It is the eternal question of having to appeal to utterly opposite sides; the kids who may be entering the series with a given game, and players who have played these games often enough that they could make self-playtested ROM hacks and might not be able to relate to how other people see the games anymore.
Coming from the latter mindset? Play through the game as someone who has played through a Pokemon title before, and under the assumption they will have most of a full team by the fourth gym badge (in fact, build your Pokemon appearances and world design AROUND that assumption, if I may insist). What levels will their Pokemon be if they fight every trainer, and make any use of the available TMs? If you can broadly gauge that, enough to get an idea of the player's options, you can build bosses that can be entertaining- not stone walling, just more substantial fight- to fight for those people. Then you can liberally scale back from there if anything is clearly too strong or specific to counter.

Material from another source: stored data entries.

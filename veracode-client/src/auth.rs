//! `Authorization` header construction.
//!
//! Wire format (case sensitive):
//!
//! ```text
//! VERACODE-HMAC-SHA-256 id=<keyId>,ts=<unixMillis>,nonce=<32 hex, upper>,sig=<64 hex, upper>
//! ```

use std::time::{SystemTime, UNIX_EPOCH};
use url::{Host, Url};

use crate::credentials::VeracodeCredentials;
use crate::signature::{self, AUTH_SCHEME, NONCE_LEN};
use crate::{Result, VeracodeError};

/// Generate a fresh 16-byte nonce from the thread-local CSPRNG.
#[must_use]
pub fn generate_nonce() -> [u8; NONCE_LEN] {
    rand::random()
}

/// Milliseconds since the Unix epoch.
///
/// # Errors
///
/// Returns [`VeracodeError::Signing`] if the system clock is before the epoch.
pub fn current_timestamp() -> Result<u64> {
    let elapsed = SystemTime::now()
        .duration_since(UNIX_EPOCH)
        .map_err(|e| VeracodeError::Signing(format!("System time error: {e}")))?;
    u64::try_from(elapsed.as_millis())
        .map_err(|e| VeracodeError::Signing(format!("System time out of range: {e}")))
}

/// Host name without port, and without brackets around an IPv6 literal.
fn host_name(url: &Url) -> String {
    match url.host() {
        Some(Host::Ipv6(addr)) => addr.to_string(),
        Some(host) => host.to_string(),
        None => String::new(),
    }
}

/// Path plus query, as it appears on the request line.
fn path_and_query(url: &Url) -> String {
    match url.query() {
        Some(query) => format!("{}?{}", url.path(), query),
        None => url.path().to_string(),
    }
}

/// Build the `Authorization` header value with a fresh nonce and timestamp.
///
/// # Errors
///
/// Returns [`VeracodeError::Signing`] when the secret is not hex or the clock is unusable.
pub fn authorization_header(
    credentials: &VeracodeCredentials,
    method: &str,
    url: &Url,
) -> Result<String> {
    let timestamp = current_timestamp()?;
    authorization_header_with(credentials, method, url, &generate_nonce(), timestamp)
}

/// Build the `Authorization` header value from a caller-supplied nonce and timestamp.
///
/// # Errors
///
/// Returns [`VeracodeError::Signing`] when the secret is not hex.
pub fn authorization_header_with(
    credentials: &VeracodeCredentials,
    method: &str,
    url: &Url,
    nonce: &[u8; NONCE_LEN],
    timestamp: u64,
) -> Result<String> {
    let id = credentials.signing_id();
    let timestamp = timestamp.to_string();
    let data = signature::canonical_data(
        id,
        &host_name(url),
        &path_and_query(url),
        method,
    );

    let sig = signature::sign_hex(
        credentials.signing_secret(),
        nonce,
        timestamp.as_bytes(),
        data.as_bytes(),
    )?;

    Ok(format!(
        "{AUTH_SCHEME} id={id},ts={timestamp},nonce={},sig={}",
        hex::encode_upper(nonce),
        hex::encode_upper(sig)
    ))
}
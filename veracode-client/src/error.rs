//! Error types for the Veracode client core.
//!
//! Every failure surfaced by the client is a [`VeracodeError`]. Failures reported by
//! the Veracode platform itself are normalized into a single [`ApiError`] shape, no
//! matter which of the upstream error-body dialects the endpoint used.

use serde_json::Value;
use std::fmt;

/// Result type alias for Veracode client operations
pub type Result<T> = std::result::Result<T, VeracodeError>;

/// Custom error type for Veracode client operations
#[derive(thiserror::Error, Debug)]
pub enum VeracodeError {
    /// The API secret could not be used to sign the request (not hex, clock failure, ...)
    #[error("Signing error: {0}")]
    Signing(String),

    /// The API key id carries a malformed or unknown region prefix
    #[error("Region resolution failed for credential {key_id}: {reason}")]
    Region { key_id: String, reason: String },

    /// The caller cancelled while the request was queued on the rate limiter
    #[error("Request cancelled while waiting for a rate limit token")]
    RateLimitCancelled,

    /// The caller cancelled (or the deadline expired) while the request was in flight
    #[error("Request cancelled during transmission")]
    Cancelled,

    /// The response carried a `Content-Type` the decoder does not understand
    #[error("response header: 'Content-Type' contains unsupported value: {0}")]
    UnsupportedContentType(String),

    /// The Veracode platform reported an error
    #[error(transparent)]
    Api(#[from] ApiError),

    /// The underlying HTTP stack failed
    #[error("HTTP error: {0}")]
    Http(#[from] reqwest::Error),

    /// A custom transport failed
    #[error("Transport error: {0}")]
    Transport(String),

    /// A success response body could not be decoded into the destination type
    #[error("Decode error: {0}")]
    Decode(String),

    /// A request body could not be serialized
    #[error("Serialization error: {0}")]
    Serialization(String),

    /// Configuration or request construction is invalid
    #[error("Invalid configuration: {0}")]
    InvalidConfig(String),
}

impl VeracodeError {
    /// Returns the normalized API error, if the platform reported one.
    #[must_use]
    pub fn api_error(&self) -> Option<&ApiError> {
        match self {
            VeracodeError::Api(e) => Some(e),
            _ => None,
        }
    }

    /// True for both cancellation flavours.
    #[must_use]
    pub fn is_cancelled(&self) -> bool {
        matches!(
            self,
            VeracodeError::Cancelled | VeracodeError::RateLimitCancelled
        )
    }
}

impl From<serde_json::Error> for VeracodeError {
    fn from(error: serde_json::Error) -> Self {
        VeracodeError::Decode(format!("invalid JSON body: {error}"))
    }
}

impl From<quick_xml::DeError> for VeracodeError {
    fn from(error: quick_xml::DeError) -> Self {
        VeracodeError::Decode(format!("invalid XML body: {error}"))
    }
}

/// An error reported by the Veracode platform.
///
/// The Veracode APIs return several different error bodies. All of them collapse
/// into this shape:
///
/// ```text
/// {"http_code": 400, "http_status": "Bad Request", "message": "Invalid UUID string: abcd"}
/// {"errors": ["team_id: Invalid value.", "role_id: not a valid GUID"], "status": 400}
/// {"_embedded": {"api_errors": [{"id": "abcd", "code": "NOT_FOUND", "title": "..."}]}}
/// <error>Build not found</error>
/// ```
///
/// An empty `messages` list means the platform failed without a body we could read.
#[derive(Debug, Clone, PartialEq, Eq)]
pub struct ApiError {
    /// HTTP status code of the response
    pub status: u16,
    /// Path of the endpoint that was called
    pub endpoint: String,
    /// Messages extracted from the error body, in document order
    pub messages: Vec<String>,
}

impl ApiError {
    pub fn new(status: u16, endpoint: impl Into<String>, messages: Vec<String>) -> Self {
        Self {
            status,
            endpoint: endpoint.into(),
            messages,
        }
    }

    /// Normalize a JSON error body.
    ///
    /// Fields are tried in a fixed order: a direct `title`, a direct `message`, the
    /// `errors` array, then the titles under `_embedded.api_errors`. The first one that
    /// is present wins. A body matching none of them, or one that is not JSON at all,
    /// produces an error without messages.
    #[must_use]
    pub fn from_json_body(status: u16, endpoint: impl Into<String>, body: &[u8]) -> Self {
        let messages = serde_json::from_slice::<Value>(body)
            .map(|value| json_error_messages(&value))
            .unwrap_or_default();

        Self::new(status, endpoint, messages)
    }

    /// Normalize the character data of a legacy `<error>` element.
    #[must_use]
    pub fn from_xml_error(status: u16, endpoint: impl Into<String>, text: &str) -> Self {
        Self::new(status, endpoint, vec![text.trim().to_string()])
    }
}

impl fmt::Display for ApiError {
    fn fmt(&self, f: &mut fmt::Formatter<'_>) -> fmt::Result {
        write!(
            f,
            "api error returned from {} ({}): [\"{}\"]",
            self.endpoint,
            self.status,
            self.messages.join("\", \"")
        )
    }
}

impl std::error::Error for ApiError {}

fn non_empty_str<'a>(value: &'a Value, field: &str) -> Option<&'a str> {
    value
        .get(field)
        .and_then(Value::as_str)
        .filter(|s| !s.is_empty())
}

fn json_error_messages(body: &Value) -> Vec<String> {
    if let Some(title) = non_empty_str(body, "title") {
        return vec![title.to_string()];
    }

    if let Some(message) = non_empty_str(body, "message") {
        return vec![message.to_string()];
    }

    if let Some(errors) = body.get("errors").and_then(Value::as_array)
        && !errors.is_empty()
    {
        return errors
            .iter()
            .map(|e| match e {
                Value::String(s) => s.clone(),
                other => other.to_string(),
            })
            .collect();
    }

    if let Some(api_errors) = body
        .pointer("/_embedded/api_errors")
        .and_then(Value::as_array)
        && !api_errors.is_empty()
    {
        return api_errors
            .iter()
            .map(|e| {
                e.get("title")
                    .and_then(Value::as_str)
                    .unwrap_or_default()
                    .to_string()
            })
            .collect();
    }

    Vec::new()
}
//! Stream access handed to custom read and write routines.
//!
//! Primitives travel as block data. A value read or written through these
//! traits re-enters the codec, so routines may nest up to the configured
//! depth limit.

use crate::core::graph::{Graph, Value};
use crate::error::Result;

/// Input side of a custom read routine or externalizable read routine.
pub trait ObjectInput {
    /// Whether the current level carries a custom data region
    fn has_custom_data(&self) -> bool;

    fn read_bool(&mut self) -> Result<bool>;
    fn read_i8(&mut self) -> Result<i8>;
    fn read_u8(&mut self) -> Result<u8>;
    fn read_i16(&mut self) -> Result<i16>;
    fn read_char(&mut self) -> Result<u16>;
    fn read_i32(&mut self) -> Result<i32>;
    fn read_i64(&mut self) -> Result<i64>;
    fn read_f32(&mut self) -> Result<f32>;
    fn read_f64(&mut self) -> Result<f64>;
    fn read_bytes(&mut self, buf: &mut [u8]) -> Result<()>;
    /// `u16` length followed by modified UTF-8
    fn read_utf(&mut self) -> Result<String>;

    /// Read a nested value from the stream
    fn read_value(&mut self) -> Result<Value>;

    /// Read a nested value that must not be referenced again
    fn read_unshared(&mut self) -> Result<Value>;

    /// Arena that nested values index into
    fn graph(&self) -> &Graph;
}

/// Output side of a custom write routine or externalizable write routine.
pub trait ObjectOutput {
    fn write_bool(&mut self, v: bool) -> Result<()>;
    fn write_i8(&mut self, v: i8) -> Result<()>;
    fn write_u8(&mut self, v: u8) -> Result<()>;
    fn write_i16(&mut self, v: i16) -> Result<()>;
    fn write_char(&mut self, v: u16) -> Result<()>;
    fn write_i32(&mut self, v: i32) -> Result<()>;
    fn write_i64(&mut self, v: i64) -> Result<()>;
    fn write_f32(&mut self, v: f32) -> Result<()>;
    fn write_f64(&mut self, v: f64) -> Result<()>;
    fn write_bytes(&mut self, bytes: &[u8]) -> Result<()>;
    fn write_utf(&mut self, s: &str) -> Result<()>;

    fn write_value(&mut self, value: &Value) -> Result<()>;
    fn write_unshared(&mut self, value: &Value) -> Result<()>;

    fn graph(&self) -> &Graph;
}
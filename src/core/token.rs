//! Token bytes, class flag bits and field type tags.

use crate::error::{CodecError, Result};

/// One wire token.
#[derive(Debug, Clone, Copy, PartialEq, Eq)]
pub enum Token {
    Null,
    HandleRef,
    NewClassDesc,
    NewObject,
    NewString,
    NewArray,
    NewClass,
    BlockData,
    EndBlock,
    Reset,
    BlockDataLong,
    Exception,
    NewLongString,
    NewProxyClassDesc,
    NewEnum,
}

impl Token {
    /// Identifier byte on the wire
    pub fn byte(self) -> u8 {
        match self {
            Token::Null => 0x70,
            Token::HandleRef => 0x71,
            Token::NewClassDesc => 0x72,
            Token::NewObject => 0x73,
            Token::NewString => 0x74,
            Token::NewArray => 0x75,
            Token::NewClass => 0x76,
            Token::BlockData => 0x77,
            Token::EndBlock => 0x78,
            Token::Reset => 0x79,
            Token::BlockDataLong => 0x7A,
            Token::Exception => 0x7B,
            Token::NewLongString => 0x7C,
            Token::NewProxyClassDesc => 0x7D,
            Token::NewEnum => 0x7E,
        }
    }

    /// Decode an identifier byte
    pub fn from_byte(byte: u8) -> Option<Self> {
        match byte {
            0x70 => Some(Token::Null),
            0x71 => Some(Token::HandleRef),
            0x72 => Some(Token::NewClassDesc),
            0x73 => Some(Token::NewObject),
            0x74 => Some(Token::NewString),
            0x75 => Some(Token::NewArray),
            0x76 => Some(Token::NewClass),
            0x77 => Some(Token::BlockData),
            0x78 => Some(Token::EndBlock),
            0x79 => Some(Token::Reset),
            0x7A => Some(Token::BlockDataLong),
            0x7B => Some(Token::Exception),
            0x7C => Some(Token::NewLongString),
            0x7D => Some(Token::NewProxyClassDesc),
            0x7E => Some(Token::NewEnum),
            _ => None,
        }
    }

    /// Decode an identifier byte, failing the stream on unknown values
    pub fn parse(byte: u8) -> Result<Self> {
        Self::from_byte(byte)
            .ok_or_else(|| CodecError::StreamFraming(format!("unknown token byte {byte:#04x}")))
    }

    /// Human-readable name
    pub fn name(self) -> &'static str {
        match self {
            Token::Null => "NULL",
            Token::HandleRef => "HANDLE_REF",
            Token::NewClassDesc => "NEW_CLASS_DESC",
            Token::NewObject => "NEW_OBJECT",
            Token::NewString => "NEW_STRING",
            Token::NewArray => "NEW_ARRAY",
            Token::NewClass => "NEW_CLASS",
            Token::BlockData => "BLOCK_DATA",
            Token::EndBlock => "END_BLOCK",
            Token::Reset => "RESET",
            Token::BlockDataLong => "BLOCK_DATA_LONG",
            Token::Exception => "EXCEPTION",
            Token::NewLongString => "NEW_LONG_STRING",
            Token::NewProxyClassDesc => "NEW_PROXY_CLASS_DESC",
            Token::NewEnum => "NEW_ENUM",
        }
    }
}

/// Class descriptor flag byte.
#[derive(Debug, Clone, Copy, PartialEq, Eq, Default, Hash)]
pub struct ClassFlags(u8);

impl ClassFlags {
    /// Level carries an annotation region written by a custom write routine
    pub const WRITE_METHOD: u8 = 0x01;
    pub const SERIALIZABLE: u8 = 0x02;
    pub const EXTERNALIZABLE: u8 = 0x04;
    /// Externalizable content is framed as block data
    pub const BLOCK_DATA: u8 = 0x08;
    pub const ENUM: u8 = 0x10;

    const KNOWN: u8 = 0x1F;

    pub fn from_bits(bits: u8) -> Result<Self> {
        if bits & !Self::KNOWN != 0 {
            return Err(CodecError::StreamFraming(format!(
                "unknown class flag bits {bits:#04x}"
            )));
        }
        let flags = ClassFlags(bits);
        if flags.contains(Self::SERIALIZABLE) && flags.contains(Self::EXTERNALIZABLE) {
            return Err(CodecError::StreamFraming(
                "class is both serializable and externalizable".into(),
            ));
        }
        Ok(flags)
    }

    pub fn new(bits: u8) -> Self {
        ClassFlags(bits & Self::KNOWN)
    }

    pub fn bits(self) -> u8 {
        self.0
    }

    pub fn contains(self, bit: u8) -> bool {
        self.0 & bit == bit
    }

    pub fn with(self, bit: u8) -> Self {
        ClassFlags(self.0 | bit)
    }

    pub fn is_serializable(self) -> bool {
        self.contains(Self::SERIALIZABLE)
    }

    pub fn is_externalizable(self) -> bool {
        self.contains(Self::EXTERNALIZABLE)
    }

    pub fn is_enum(self) -> bool {
        self.contains(Self::ENUM)
    }

    pub fn has_write_method(self) -> bool {
        self.contains(Self::WRITE_METHOD)
    }
}

#[cfg(test)]
mod tests {
    use super::*;

    #[test]
    #[allow(clippy::expect_used)]
    fn test_token_byte_roundtrip() {
        for byte in 0x70..=0x7E {
            let token = Token::from_byte(byte).expect("token in range");
            assert_eq!(token.byte(), byte);
        }
    }

    #[test]
    fn test_unknown_token_is_framing_error() {
        assert!(matches!(
            Token::parse(0x42),
            Err(CodecError::StreamFraming(_))
        ));
        assert!(Token::from_byte(0x7F).is_none());
    }

    #[test]
    fn test_flags_reject_unknown_bits() {
        assert!(ClassFlags::from_bits(0x80).is_err());
        assert!(ClassFlags::from_bits(ClassFlags::SERIALIZABLE | ClassFlags::EXTERNALIZABLE).is_err());
        let flags = ClassFlags::from_bits(ClassFlags::SERIALIZABLE | ClassFlags::WRITE_METHOD);
        assert!(matches!(flags, Ok(f) if f.is_serializable() && f.has_write_method()));
    }
}
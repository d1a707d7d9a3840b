//! # Field Source
//!
//! Read-only view over the reconciled field values of one hierarchy level.
//!
//! Constructors never see the raw stream layout. Each local field is paired
//! with the stream field of the same name; fields the stream does not carry
//! are reported as defaulted and return the caller-supplied default. Fields
//! the stream carries but the local type does not declare are dropped here.

use crate::core::field::{FieldSchema, TypeTag};
use crate::core::graph::{Graph, Object, Record, Value};
use crate::error::{CodecError, Result};
use std::sync::Arc;

#[derive(Debug, Clone)]
struct FieldSlot {
    name: Arc<str>,
    tag: TypeTag,
    /// `None` when the stream did not supply the field
    value: Option<Value>,
}

/// Reconciled fields of one hierarchy level.
#[derive(Debug, Clone)]
pub struct FieldSource {
    class_name: Arc<str>,
    slots: Vec<FieldSlot>,
}

impl FieldSource {
    /// Pair local fields with stream values.
    ///
    /// `stream_values` holds one value per stream field, in stream schema order.
    pub fn reconcile(
        class_name: Arc<str>,
        local: &FieldSchema,
        stream: &FieldSchema,
        stream_values: &[Value],
    ) -> Result<Self> {
        let mut slots = Vec::with_capacity(local.len());
        for field in local.fields() {
            let spec = &field.spec;
            let value = match stream
                .fields()
                .iter()
                .position(|s| s.spec.name == spec.name)
            {
                Some(index) => {
                    let remote = &stream.fields()[index].spec;
                    if !compatible(remote.tag, spec.tag) {
                        return Err(CodecError::IncompatibleClass(format!(
                            "{}.{}: stream type {} does not match local type {}",
                            class_name,
                            spec.name,
                            remote.tag.code() as char,
                            spec.tag.code() as char
                        )));
                    }
                    stream_values.get(index).cloned()
                }
                None => None,
            };
            slots.push(FieldSlot {
                name: spec.name.clone(),
                tag: spec.tag,
                value,
            });
        }
        Ok(Self { class_name, slots })
    }

    /// Every local field defaulted; used for levels absent from the stream
    pub fn defaults(class_name: Arc<str>, local: &FieldSchema) -> Self {
        let slots = local
            .fields()
            .iter()
            .map(|f| FieldSlot {
                name: f.spec.name.clone(),
                tag: f.spec.tag,
                value: None,
            })
            .collect();
        Self { class_name, slots }
    }

    /// Class that declares these fields
    pub fn class_name(&self) -> &str {
        &self.class_name
    }

    pub fn has_field(&self, name: &str) -> bool {
        self.slot(name).is_ok()
    }

    fn slot(&self, name: &str) -> Result<&FieldSlot> {
        self.slots
            .iter()
            .find(|s| &*s.name == name)
            .ok_or_else(|| {
                CodecError::InvariantViolation(format!(
                    "no field {} in {}",
                    name, self.class_name
                ))
            })
    }

    fn typed(&self, name: &str, tag: TypeTag) -> Result<Option<&Value>> {
        let slot = self.slot(name)?;
        let matches = slot.tag == tag || (!slot.tag.is_primitive() && !tag.is_primitive());
        if !matches {
            return Err(CodecError::InvariantViolation(format!(
                "field {}.{} has type {}, requested {}",
                self.class_name,
                name,
                slot.tag.code() as char,
                tag.code() as char
            )));
        }
        Ok(slot.value.as_ref())
    }

    /// Whether the stream did not supply `name`
    pub fn defaulted(&self, name: &str) -> Result<bool> {
        Ok(self.slot(name)?.value.is_none())
    }

    pub fn get_bool(&self, name: &str, default: bool) -> Result<bool> {
        Ok(match self.typed(name, TypeTag::Boolean)? {
            Some(Value::Bool(v)) => *v,
            _ => default,
        })
    }

    pub fn get_i8(&self, name: &str, default: i8) -> Result<i8> {
        Ok(match self.typed(name, TypeTag::Byte)? {
            Some(Value::Byte(v)) => *v,
            _ => default,
        })
    }

    pub fn get_char(&self, name: &str, default: u16) -> Result<u16> {
        Ok(match self.typed(name, TypeTag::Char)? {
            Some(Value::Char(v)) => *v,
            _ => default,
        })
    }

    pub fn get_i16(&self, name: &str, default: i16) -> Result<i16> {
        Ok(match self.typed(name, TypeTag::Short)? {
            Some(Value::Short(v)) => *v,
            _ => default,
        })
    }

    pub fn get_i32(&self, name: &str, default: i32) -> Result<i32> {
        Ok(match self.typed(name, TypeTag::Int)? {
            Some(Value::Int(v)) => *v,
            _ => default,
        })
    }

    pub fn get_i64(&self, name: &str, default: i64) -> Result<i64> {
        Ok(match self.typed(name, TypeTag::Long)? {
            Some(Value::Long(v)) => *v,
            _ => default,
        })
    }

    pub fn get_f32(&self, name: &str, default: f32) -> Result<f32> {
        Ok(match self.typed(name, TypeTag::Float)? {
            Some(Value::Float(v)) => *v,
            _ => default,
        })
    }

    pub fn get_f64(&self, name: &str, default: f64) -> Result<f64> {
        Ok(match self.typed(name, TypeTag::Double)? {
            Some(Value::Double(v)) => *v,
            _ => default,
        })
    }

    /// Reference field value
    pub fn get_object(&self, name: &str, default: Value) -> Result<Value> {
        Ok(match self.typed(name, TypeTag::Object)? {
            Some(v) => v.clone(),
            None => default,
        })
    }

    /// Copy every field into `record` under this level's class name
    pub fn copy_into(&self, record: &mut Record) {
        for slot in &self.slots {
            let value = slot
                .value
                .clone()
                .unwrap_or_else(|| slot.tag.default_value());
            record.set_in(&self.class_name, &slot.name, value);
        }
    }
}

fn compatible(stream: TypeTag, local: TypeTag) -> bool {
    if stream.is_primitive() || local.is_primitive() {
        stream == local
    } else {
        true
    }
}

/// Field Sources of every level of an object under atomic construction.
///
/// Levels are ordered from the root ancestor down to the object's own class.
/// Lookups by bare name resolve to the most derived level that declares it.
pub struct AtomicFields<'a> {
    class_name: &'a str,
    levels: &'a [FieldSource],
    graph: &'a Graph,
}

impl<'a> AtomicFields<'a> {
    pub fn new(class_name: &'a str, levels: &'a [FieldSource], graph: &'a Graph) -> Self {
        Self {
            class_name,
            levels,
            graph,
        }
    }

    pub fn class_name(&self) -> &str {
        self.class_name
    }

    pub fn levels(&self) -> &[FieldSource] {
        self.levels
    }

    /// Fields declared by hierarchy level `class_name`
    pub fn level(&self, class_name: &str) -> Option<&FieldSource> {
        self.levels.iter().find(|l| l.class_name() == class_name)
    }

    fn owner(&self, name: &str) -> Result<&FieldSource> {
        self.levels
            .iter()
            .rev()
            .find(|l| l.has_field(name))
            .ok_or_else(|| {
                CodecError::InvariantViolation(format!(
                    "no field {} in {}",
                    name, self.class_name
                ))
            })
    }

    pub fn defaulted(&self, name: &str) -> Result<bool> {
        self.owner(name)?.defaulted(name)
    }

    pub fn get_bool(&self, name: &str, default: bool) -> Result<bool> {
        self.owner(name)?.get_bool(name, default)
    }

    pub fn get_i8(&self, name: &str, default: i8) -> Result<i8> {
        self.owner(name)?.get_i8(name, default)
    }

    pub fn get_char(&self, name: &str, default: u16) -> Result<u16> {
        self.owner(name)?.get_char(name, default)
    }

    pub fn get_i16(&self, name: &str, default: i16) -> Result<i16> {
        self.owner(name)?.get_i16(name, default)
    }

    pub fn get_i32(&self, name: &str, default: i32) -> Result<i32> {
        self.owner(name)?.get_i32(name, default)
    }

    pub fn get_i64(&self, name: &str, default: i64) -> Result<i64> {
        self.owner(name)?.get_i64(name, default)
    }

    pub fn get_f32(&self, name: &str, default: f32) -> Result<f32> {
        self.owner(name)?.get_f32(name, default)
    }

    pub fn get_f64(&self, name: &str, default: f64) -> Result<f64> {
        self.owner(name)?.get_f64(name, default)
    }

    pub fn get_object(&self, name: &str, default: Value) -> Result<Value> {
        self.owner(name)?.get_object(name, default)
    }

    /// Reference field value that must be `Null` or an instance of `class_name`
    pub fn get_object_as(&self, name: &str, class_name: &str, default: Value) -> Result<Value> {
        let value = self.get_object(name, default)?;
        if self.graph.is_instance(&value, class_name) {
            Ok(value)
        } else {
            Err(CodecError::InvariantViolation(format!(
                "field {}.{} holds a {} where {} is required",
                self.class_name,
                name,
                value.kind_name(),
                class_name
            )))
        }
    }

    /// String field value
    pub fn get_str(&self, name: &str) -> Result<Option<Arc<str>>> {
        match self.get_object(name, Value::Null)? {
            Value::Null => Ok(None),
            Value::Str(s) => Ok(Some(s)),
            other => Err(CodecError::InvariantViolation(format!(
                "field {}.{} holds a {} where a string is required",
                self.class_name,
                name,
                other.kind_name()
            ))),
        }
    }

    /// Finished object behind a reference; `None` for null, pending or discarded targets
    pub fn deref(&self, value: &Value) -> Option<&Object> {
        self.graph.deref(value)
    }

    pub fn graph(&self) -> &Graph {
        self.graph
    }

    /// Record holding every field, each tagged with its declaring level
    pub fn to_record(&self) -> Record {
        let mut record = Record::new(self.class_name);
        for level in self.levels {
            level.copy_into(&mut record);
        }
        record
    }
}

#[cfg(test)]
mod tests {
    use super::*;
    use crate::core::field::FieldSpec;

    fn schemas() -> (FieldSchema, FieldSchema) {
        let local = FieldSchema::sorted(&[
            FieldSpec::int("x"),
            FieldSpec::int("y"),
            FieldSpec::any("tag"),
        ])
        .unwrap_or_default();
        let stream = FieldSchema::sorted(&[
            FieldSpec::int("x"),
            FieldSpec::long("extra"),
            FieldSpec::any("tag"),
        ])
        .unwrap_or_default();
        (local, stream)
    }

    #[test]
    #[allow(clippy::unwrap_used)]
    fn test_reconcile_defaults_missing_and_drops_extra() {
        let (local, stream) = schemas();
        // stream order: extra, x, tag
        let values = vec![Value::Long(9), Value::Int(3), Value::str("t")];
        let source = FieldSource::reconcile(Arc::from("demo.P"), &local, &stream, &values).unwrap();

        assert_eq!(source.get_i32("x", -1).unwrap(), 3);
        assert!(!source.defaulted("x").unwrap());
        assert_eq!(source.get_i32("y", -1).unwrap(), -1);
        assert!(source.defaulted("y").unwrap());
        assert_eq!(source.get_object("tag", Value::Null).unwrap(), Value::str("t"));
        assert!(source.get_i64("extra", 0).is_err());
    }

    #[test]
    fn test_reconcile_rejects_type_change() {
        let local = FieldSchema::sorted(&[FieldSpec::int("x")]).unwrap_or_default();
        let stream = FieldSchema::sorted(&[FieldSpec::long("x")]).unwrap_or_default();
        let result = FieldSource::reconcile(Arc::from("demo.P"), &local, &stream, &[Value::Long(1)]);
        assert!(matches!(result, Err(CodecError::IncompatibleClass(_))));
    }

    #[test]
    fn test_wrong_getter_is_rejected() {
        let local = FieldSchema::sorted(&[FieldSpec::int("x")]).unwrap_or_default();
        let source = FieldSource::defaults(Arc::from("demo.P"), &local);
        assert!(source.get_i64("x", 0).is_err());
        assert!(source.get_object("x", Value::Null).is_err());
        assert!(source.get_i32("missing", 0).is_err());
    }

    #[test]
    #[allow(clippy::unwrap_used)]
    fn test_atomic_fields_prefer_leaf_level() {
        let schema = FieldSchema::sorted(&[FieldSpec::int("id")]).unwrap();
        let base = FieldSource::reconcile(
            Arc::from("demo.Base"),
            &schema,
            &schema,
            &[Value::Int(1)],
        )
        .unwrap();
        let leaf = FieldSource::reconcile(
            Arc::from("demo.Leaf"),
            &schema,
            &schema,
            &[Value::Int(2)],
        )
        .unwrap();
        let levels = vec![base, leaf];
        let graph = Graph::new();
        let fields = AtomicFields::new("demo.Leaf", &levels, &graph);

        assert_eq!(fields.get_i32("id", 0).unwrap(), 2);
        assert_eq!(
            fields.level("demo.Base").unwrap().get_i32("id", 0).unwrap(),
            1
        );
        let record = fields.to_record();
        assert_eq!(record.get_in("demo.Base", "id"), Some(&Value::Int(1)));
        assert_eq!(record.get("id"), Some(&Value::Int(2)));
    }
}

Oh, and throw a stronger counter to each of the fully evolved starters later in the game, just for funsies. Watching Swampert-sweepers without ice beam getting thrown out by Sidney's Cacturne was perversely funny.
That requires a complete and bug-tested game to pin down, though, and Game Freak likely doesn't have time for it.
>>34895149It's either too easy to cheese, or a flat wall, yes. I think the point isn't to fix that so much as to make a game that lets the player appreciate their options. I'm torn on Shift/Set. Items are a way to work around level gaps, and I don't reject them on their face; say I'm being smashed by a special attacker and need to resuscitate my answer Pokemon- suddenly choosing Hypno as my psychic type pays game-winning dividends.